January 1, 1800 – October 23, 1885
Notable: Entrepreneur & Philanthropist
Clara was born into slavery in Fredericksburg, Virginia. Some sources cite her year of birth as 1800 while others refer to 1803. During her childhood, Clara and her mother were auctioned off to a Kentucky farmer. The memory of this event would remain with Clara as it marked her and her mother’s separation from Clara’s father. It would be the first of many such heartbreaking separations.
Once settled at the home of Ambrose Smith, Clara was able to spend the rest of her childhood with her mother. (Though I do want to note here that several sources refer to Smith as a “kindly master”. He might not have been as bad as others but you can’t be “kindly” and a master. You can’t be involved with the buying, selling, and/or owning of human beings and still be considered a good person.)
Smith purchased an enslaved young man, Richard, when Clara was about 18 years old. Brown and Richard eventually fell in love and married.
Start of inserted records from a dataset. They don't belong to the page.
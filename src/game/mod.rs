//! Card battle game engine - phase machine and combat logic.
//!
//! This module provides the foundational game implementation including:
//! - Phase gating through an expected-action controller
//! - Per-player hands, battlefields, dice, and assignments
//! - Source-tagged stat modifiers and effect hooks
//! - Speed-ordered combat queue and the move pipeline
//! - Event generation and views

// Submodules
pub mod constants;
pub mod controller;
pub mod effects;
pub mod entities;
pub mod functional;
pub mod player;
pub mod stats;

mod combat;
mod engine;

pub use engine::{Game, GameError, GameEvent, GameSettings, RoundSettings};
//! Host integration: the context object created when the plugin is enabled.
//!
//! RULES:
//!   - The host owns one `PluginContext` and passes it to every handler.
//!   - Handlers never fail the host event. Storage errors are logged and
//!     the player-facing line is still produced.

use crate::{
    config::{StorageConfig, StorageSettings},
    connection::ConnectionManager,
    error::PersistResult,
    messages::Messages,
    store::{LoginOutcome, RecordStore},
};
use chrono::Utc;
use std::sync::Arc;

pub const HELLO_TEXT: &str = "Hello! The plugin is up and running.";

pub struct PluginContext {
    store:    RecordStore,
    messages: Messages,
}

impl PluginContext {
    /// Validate settings and open storage.
    ///
    /// Bad settings are returned as `PersistError::Configuration`.
    /// Unreachable storage is logged and the context starts degraded:
    /// handlers still answer, persistence calls report `NotConnected`.
    pub fn enable(settings: &StorageSettings) -> PersistResult<Self> {
        let config = StorageConfig::from_settings(settings)?;
        Ok(Self::enable_with(&config))
    }

    pub fn enable_with(config: &StorageConfig) -> Self {
        let manager = Arc::new(ConnectionManager::new());
        match manager.initialize(config) {
            Ok(()) => log::info!("plugin: enabled with {} storage", config.backend()),
            Err(err) => log::error!("plugin: enabled without persistence: {err}"),
        }
        Self {
            store:    RecordStore::new(manager),
            messages: Messages,
        }
    }

    pub fn store(&self) -> &RecordStore {
        &self.store
    }

    pub fn messages(&self) -> &Messages {
        &self.messages
    }

    pub fn persistence_available(&self) -> bool {
        self.store.manager().is_open()
    }

    // ── Events ────────────────────────────────────────────────────

    /// Record the login and return the join line for chat.
    pub fn on_player_join(&self, id: &str, name: &str) -> String {
        match self.store.record_login(id, name, Utc::now()) {
            Ok(LoginOutcome { first_seen: true, .. }) => {
                log::info!("plugin: welcomed new player {name}");
            }
            Ok(_) => {}
            Err(err) => log::warn!("plugin: could not record login for {name} ({id}): {err}"),
        }
        self.messages.join(name)
    }

    /// Credit the session's minutes online and return the quit line.
    pub fn on_player_quit(&self, id: &str, name: &str, minutes_online: i64) -> String {
        if let Err(err) = self.store.add_play_time(id, minutes_online) {
            log::warn!("plugin: could not credit play time for {name} ({id}): {err}");
        }
        self.messages.quit(name)
    }

    // ── Commands ──────────────────────────────────────────────────

    /// `/hello`
    pub fn on_hello_command(&self) -> String {
        self.messages.command(HELLO_TEXT)
    }

    /// `/top [limit]`: one chat line per leaderboard entry.
    pub fn on_top_command(&self, limit: i64) -> Vec<String> {
        match self.store.top_by_balance(limit) {
            Ok(players) if players.is_empty() => {
                vec![self.messages.command("No players on the leaderboard yet.")]
            }
            Ok(players) => players
                .iter()
                .enumerate()
                .map(|(i, p)| self.messages.leaderboard_entry(i + 1, p))
                .collect(),
            Err(err) => {
                log::warn!("plugin: leaderboard unavailable: {err}");
                vec![self.messages.error("The leaderboard is unavailable right now.")]
            }
        }
    }

    /// Economy command: adjust a balance and report the result.
    pub fn on_pay_command(&self, id: &str, amount: f64) -> String {
        match self.store.add_balance(id, amount) {
            Ok(Some(balance)) => self.messages.success(&format!("New balance: {balance:.2}")),
            Ok(None) => self.messages.error("Unknown player."),
            Err(err) => {
                log::warn!("plugin: balance update for {id} failed: {err}");
                self.messages.error("Could not update the balance.")
            }
        }
    }

    /// Release storage. The context stays usable in degraded mode.
    pub fn disable(&self) {
        self.store.manager().shutdown();
        log::info!("plugin: disabled");
    }
}
//! The player record, the only entity this core persists.

use crate::types::PlayerId;
use chrono::{DateTime, SubsecRound, Utc};
use serde::{Deserialize, Serialize};

/// Largest play time either backend can hold (a signed 64-bit column).
pub const MAX_PLAY_TIME_MINUTES: u64 = i64::MAX as u64;

/// One row of `player_data`.
#[derive(Debug, Clone, PartialEq, Serialize, Deserialize)]
pub struct PlayerRecord {
    pub id:                PlayerId,
    pub display_name:      String,
    pub balance:           f64,
    pub last_seen_at:      DateTime<Utc>,
    pub play_time_minutes: u64,
}

impl PlayerRecord {
    /// A first-seen player: zero balance, zero playtime, seen `now`.
    pub fn new(id: impl Into<PlayerId>, display_name: impl Into<String>, now: DateTime<Utc>) -> Self {
        Self {
            id:                id.into(),
            display_name:      display_name.into(),
            balance:           0.0,
            last_seen_at:      storage_precision(now),
            play_time_minutes: 0,
        }
    }

    /// Refresh name and login time for a returning player.
    pub fn touch_login(&mut self, display_name: impl Into<String>, now: DateTime<Utc>) {
        self.display_name = display_name.into();
        self.last_seen_at = storage_precision(now);
    }

    /// Apply a playtime delta, clamping the counter to
    /// `0..=MAX_PLAY_TIME_MINUTES`.
    pub fn add_play_time(&mut self, minutes: i64) -> u64 {
        self.play_time_minutes = if minutes >= 0 {
            self.play_time_minutes
                .saturating_add(minutes.unsigned_abs())
                .min(MAX_PLAY_TIME_MINUTES)
        } else {
            self.play_time_minutes.saturating_sub(minutes.unsigned_abs())
        };
        self.play_time_minutes
    }

    /// Apply a balance delta. Negative results are allowed.
    pub fn add_balance(&mut self, amount: f64) -> f64 {
        self.balance += amount;
        self.balance
    }
}

/// Both backends store timestamps at millisecond precision or better;
/// truncating up front keeps a write/read round trip exact.
pub fn storage_precision(at: DateTime<Utc>) -> DateTime<Utc> {
    at.trunc_subsecs(3)
}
This was done with Smith’s blessing as he would own any children the couple had. The marriage lasted for 17 years and produced 4 children, three girls and one boy.
Unfortunately, one of the daughters from a set of twin girls drowned. Later, the remainder of the family was separated and auctioned off after Smith’s death. Clara was purchased by George Brown and thus became “Clara Brown”. Brown now found herself without any family but would be forced to spend the next 20 years taking care of Brown’s children.
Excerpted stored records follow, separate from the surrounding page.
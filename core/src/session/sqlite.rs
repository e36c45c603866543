use super::{stored_minutes, Session, StoredPlayer, Transactional, SELECT_PLAYER};
use crate::{error::SessionError, player::PlayerRecord};
use rusqlite::{params, OptionalExtension, Row, Transaction};

pub(crate) const MIGRATIONS: &[&str] = &[include_str!("../../../migrations/sqlite/001_player_data.sql")];

fn read_player(row: &Row<'_>) -> rusqlite::Result<StoredPlayer> {
    Ok(StoredPlayer {
        id:                row.get(0)?,
        display_name:      row.get(1)?,
        balance:           row.get(2)?,
        last_seen_at:      row.get(3)?,
        play_time_minutes: row.get(4)?,
    })
}

impl Session for Transaction<'_> {
    fn find_player(&mut self, id: &str) -> Result<Option<PlayerRecord>, SessionError> {
        let stored = self
            .query_row(&format!("{SELECT_PLAYER} WHERE id = ?1"), params![id], read_player)
            .optional()?;
        stored.map(StoredPlayer::into_record).transpose()
    }

    fn write_player(&mut self, record: &PlayerRecord) -> Result<(), SessionError> {
        let minutes = stored_minutes(record)?;
        self.execute(
            "INSERT INTO player_data (id, player_name, balance, last_login, play_time_minutes)
             VALUES (?1, ?2, ?3, ?4, ?5)
             ON CONFLICT (id) DO UPDATE SET
                player_name       = excluded.player_name,
                balance           = excluded.balance,
                last_login        = excluded.last_login,
                play_time_minutes = excluded.play_time_minutes",
            params![
                record.id,
                record.display_name,
                record.balance,
                record.last_seen_at,
                minutes,
            ],
        )?;
        Ok(())
    }

    fn players_by_balance(&mut self, limit: i64) -> Result<Vec<PlayerRecord>, SessionError> {
        let mut stmt = self.prepare(&format!("{SELECT_PLAYER} ORDER BY balance DESC LIMIT ?1"))?;
        let stored = stmt
            .query_map(params![limit], read_player)?
            .collect::<Result<Vec<_>, _>>()?;
        stored.into_iter().map(StoredPlayer::into_record).collect()
    }
}

impl Transactional for Transaction<'_> {
    fn commit_tx(self) -> Result<(), SessionError> {
        self.commit().map_err(Into::into)
    }

    fn rollback_tx(self) -> Result<(), SessionError> {
        self.rollback().map_err(Into::into)
    }
}
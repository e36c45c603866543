//! Record Store tests.
//!
//! Tests cover: point lookup, upsert round trips, leaderboard ordering and
//! limits, play time and balance adjustment, the login flow, and
//! concurrent writers.

use chrono::{Duration, TimeZone, Utc};
use std::sync::Arc;
use std::thread;
use tinypg_core::{
    player::MAX_PLAY_TIME_MINUTES, ConnectionManager, PersistError, PlayerRecord, RecordStore, SessionError, StorageConfig,
};

fn build() -> RecordStore {
    let _ = env_logger::builder().is_test(true).try_init();
    let manager = ConnectionManager::open(&StorageConfig::embedded(":memory:"))
        .expect("open in-memory storage");
    RecordStore::new(Arc::new(manager))
}

fn player(id: &str, name: &str, balance: f64) -> PlayerRecord {
    let seen = Utc.with_ymd_and_hms(2025, 1, 15, 9, 0, 0).unwrap();
    let mut p = PlayerRecord::new(id, name, seen);
    p.balance = balance;
    p
}

#[test]
fn unknown_id_is_absent() {
    let store = build();
    assert_eq!(store.find_by_id("never-seen").unwrap(), None);
}

#[test]
fn upsert_then_find_returns_identical_record() {
    let store = build();
    let mut record = player("uuid-a", "Alex", -12.75);
    record.play_time_minutes = 4_321;
    record.last_seen_at = Utc.timestamp_millis_opt(1_717_171_717_123).unwrap();

    let persisted = store.upsert(&record).unwrap();
    assert_eq!(persisted, record);
    assert_eq!(store.find_by_id("uuid-a").unwrap(), Some(record));
}

#[test]
fn upsert_overwrites_all_mutable_fields() {
    let store = build();
    store.upsert(&player("uuid-a", "Alex", 10.0)).unwrap();

    let mut changed = player("uuid-a", "Alex_2", 42.5);
    changed.play_time_minutes = 77;
    changed.last_seen_at += Duration::days(3);
    let persisted = store.upsert(&changed).unwrap();

    assert_eq!(persisted, changed);
    assert_eq!(store.top_by_balance(10).unwrap().len(), 1);
}

#[test]
fn add_play_time_accumulates_and_clamps_at_zero() {
    let store = build();
    let mut record = player("uuid-a", "Alex", 0.0);
    record.play_time_minutes = 20;
    store.upsert(&record).unwrap();

    store.add_play_time("uuid-a", 30).unwrap();
    assert_eq!(store.find_by_id("uuid-a").unwrap().unwrap().play_time_minutes, 50);

    store.add_play_time("uuid-a", -10).unwrap();
    assert_eq!(store.find_by_id("uuid-a").unwrap().unwrap().play_time_minutes, 40);

    // max(0, 40 - 100) = 0
    store.add_play_time("uuid-a", -100).unwrap();
    assert_eq!(store.find_by_id("uuid-a").unwrap().unwrap().play_time_minutes, 0);
}

#[test]
fn add_play_time_for_unknown_id_is_a_noop() {
    let store = build();
    store.add_play_time("ghost", 30).unwrap();
    assert_eq!(store.find_by_id("ghost").unwrap(), None);
}

#[test]
fn add_balance_allows_negative_and_reports_unknown() {
    let store = build();
    store.upsert(&player("uuid-a", "Alex", 5.0)).unwrap();

    assert_eq!(store.add_balance("uuid-a", -7.5).unwrap(), Some(-2.5));
    assert_eq!(store.find_by_id("uuid-a").unwrap().unwrap().balance, -2.5);
    assert_eq!(store.add_balance("ghost", 100.0).unwrap(), None);
}

#[test]
fn non_finite_balance_delta_is_rejected_without_effect() {
    let store = build();
    store.upsert(&player("uuid-a", "Alex", 5.0)).unwrap();

    let err = store.add_balance("uuid-a", f64::NAN).unwrap_err();
    assert!(matches!(err, PersistError::Transaction(SessionError::Aborted(_))));
    assert_eq!(store.find_by_id("uuid-a").unwrap().unwrap().balance, 5.0);
}

#[test]
fn balance_overflow_is_rejected_without_effect() {
    let store = build();
    store.upsert(&player("uuid-a", "Alex", f64::MAX)).unwrap();

    let err = store.add_balance("uuid-a", f64::MAX).unwrap_err();
    assert!(
        matches!(err, PersistError::Transaction(SessionError::Aborted(_))),
        "got {err:?}"
    );
    assert_eq!(store.find_by_id("uuid-a").unwrap().unwrap().balance, f64::MAX);
}

#[test]
fn play_time_beyond_storable_range_is_rejected() {
    let store = build();
    let mut record = player("uuid-a", "Alex", 0.0);
    record.play_time_minutes = MAX_PLAY_TIME_MINUTES + 1;

    let err = store.upsert(&record).unwrap_err();
    assert!(
        matches!(err, PersistError::Transaction(SessionError::Aborted(_))),
        "got {err:?}"
    );
    assert_eq!(store.find_by_id("uuid-a").unwrap(), None);
}

#[test]
fn play_time_saturates_and_round_trips_at_maximum() {
    let store = build();
    let mut record = player("uuid-a", "Alex", 0.0);
    record.play_time_minutes = MAX_PLAY_TIME_MINUTES - 10;
    store.upsert(&record).unwrap();

    store.add_play_time("uuid-a", 60).unwrap();
    let stored = store.find_by_id("uuid-a").unwrap().unwrap();
    assert_eq!(stored.play_time_minutes, MAX_PLAY_TIME_MINUTES);

    store.add_play_time("uuid-a", -5).unwrap();
    let stored = store.find_by_id("uuid-a").unwrap().unwrap();
    assert_eq!(stored.play_time_minutes, MAX_PLAY_TIME_MINUTES - 5);
}

#[test]
fn top_by_balance_with_non_positive_limit_is_empty() {
    let store = build();
    store.upsert(&player("uuid-a", "Alex", 5.0)).unwrap();
    assert!(store.top_by_balance(0).unwrap().is_empty());
    assert!(store.top_by_balance(-3).unwrap().is_empty());
}

#[test]
fn top_by_balance_is_bounded_and_non_increasing() {
    let store = build();
    let balances = [12.0, -4.0, 300.5, 0.0, 88.0, 88.0, 7.25];
    for (i, balance) in balances.iter().enumerate() {
        store
            .upsert(&player(&format!("uuid-{i}"), &format!("P{i}"), *balance))
            .unwrap();
    }

    for k in [1_i64, 3, 7, 50] {
        let top = store.top_by_balance(k).unwrap();
        assert_eq!(top.len(), (k as usize).min(balances.len()), "limit {k}");
        assert!(
            top.windows(2).all(|w| w[0].balance >= w[1].balance),
            "limit {k} not sorted: {:?}",
            top.iter().map(|p| p.balance).collect::<Vec<_>>()
        );
    }
    assert_eq!(store.top_by_balance(1).unwrap()[0].balance, 300.5);
}

#[test]
fn alice_bob_carol_scenario() {
    let store = build();

    let p1 = player("p1", "Alice", 0.0);
    store.upsert(&p1).unwrap();
    assert_eq!(store.find_by_id("p1").unwrap(), Some(p1));

    store.add_play_time("p1", 30).unwrap();
    assert_eq!(store.find_by_id("p1").unwrap().unwrap().play_time_minutes, 30);

    store.upsert(&player("p2", "Bob", 100.0)).unwrap();
    store.upsert(&player("p3", "Carol", 50.0)).unwrap();

    let ids: Vec<_> = store
        .top_by_balance(2)
        .unwrap()
        .into_iter()
        .map(|p| p.id)
        .collect();
    assert_eq!(ids, ["p2", "p3"]);
}

#[test]
fn record_login_creates_then_refreshes() {
    let store = build();
    let first = Utc.with_ymd_and_hms(2025, 2, 1, 10, 0, 0).unwrap();
    let second = first + Duration::hours(5);

    let outcome = store.record_login("uuid-a", "Alex", first).unwrap();
    assert!(outcome.first_seen);
    assert_eq!(outcome.record, PlayerRecord::new("uuid-a", "Alex", first));

    store.add_balance("uuid-a", 15.0).unwrap();
    store.add_play_time("uuid-a", 60).unwrap();

    let outcome = store.record_login("uuid-a", "AlexRenamed", second).unwrap();
    assert!(!outcome.first_seen);
    assert_eq!(outcome.record.display_name, "AlexRenamed");
    assert_eq!(outcome.record.last_seen_at, second);
    assert_eq!(outcome.record.balance, 15.0);
    assert_eq!(outcome.record.play_time_minutes, 60);
}

/// Two writers race on one id. The survivor is one of the two records,
/// never a mix of their fields.
#[test]
fn concurrent_upserts_of_same_id_are_last_write_wins() {
    let store = build();
    store.upsert(&player("uuid-a", "Original", 0.0)).unwrap();

    let mut red = player("uuid-a", "Red", 1.0);
    red.play_time_minutes = 100;
    let mut blue = player("uuid-a", "Blue", 2.0);
    blue.play_time_minutes = 200;

    for _ in 0..20 {
        let writers: Vec<_> = [red.clone(), blue.clone()]
            .into_iter()
            .map(|record| {
                let store = store.clone();
                thread::spawn(move || store.upsert(&record).unwrap())
            })
            .collect();
        for w in writers {
            w.join().unwrap();
        }

        let survivor = store.find_by_id("uuid-a").unwrap().unwrap();
        assert!(
            survivor == red || survivor == blue,
            "fields from both writers mixed: {survivor:?}"
        );
    }
}

#[test]
fn closed_storage_surfaces_not_connected() {
    let store = build();
    store.manager().shutdown();
    assert!(matches!(
        store.find_by_id("uuid-a"),
        Err(PersistError::NotConnected { .. })
    ));
    // limit <= 0 never touches storage.
    assert!(store.top_by_balance(0).unwrap().is_empty());
}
In her 50s, Brown was emancipated after George Brown’s death. As in some other states, Kentucky did not allow free Black people to reside within the state. Thus once freed, Brown had a limit on the time she could remain in the state. She set out in search of her family and found work along the way in St. Louis, Missouri, and Leavenworth, Kansas.
In time she learned that her husband and one daughter had died while her son had been sold multiple times making him impossible to locate. Her daughter Eliza Jane had been 10 years old when they were separated and was believed to still be alive. Brown spent three years traveling through Kansas, Kentucky, and Missouri in search of her daughter.
Many prospectors had moved West in search of gold. Brown thought that Eliza Jane might have gotten caught up in the Western rush. With years of experience as a cook and laundress, Brown was able to join a wagon train for the 700-mile journey in exchange for providing these domestic services.
Upon arriving in Denver, Colorado, Brown is believed to have become the first Black woman to cross America during the Gold Rush. She is Denver’s first recorded Black woman. While miners sought their fortunes in gold, Brown became one of the entrepreneurs who achieved financial success selling services and supplies to miners. Brown spent six months operating a laundry business in Denver before relocating to what would become Central City.
She used her savings to invest in real estate and mines which made her quite wealthy. Despite the hardships she’d experienced, Brown helped to provide food, shelter, and other forms of care for those in need. Brown became an integral part of the local community.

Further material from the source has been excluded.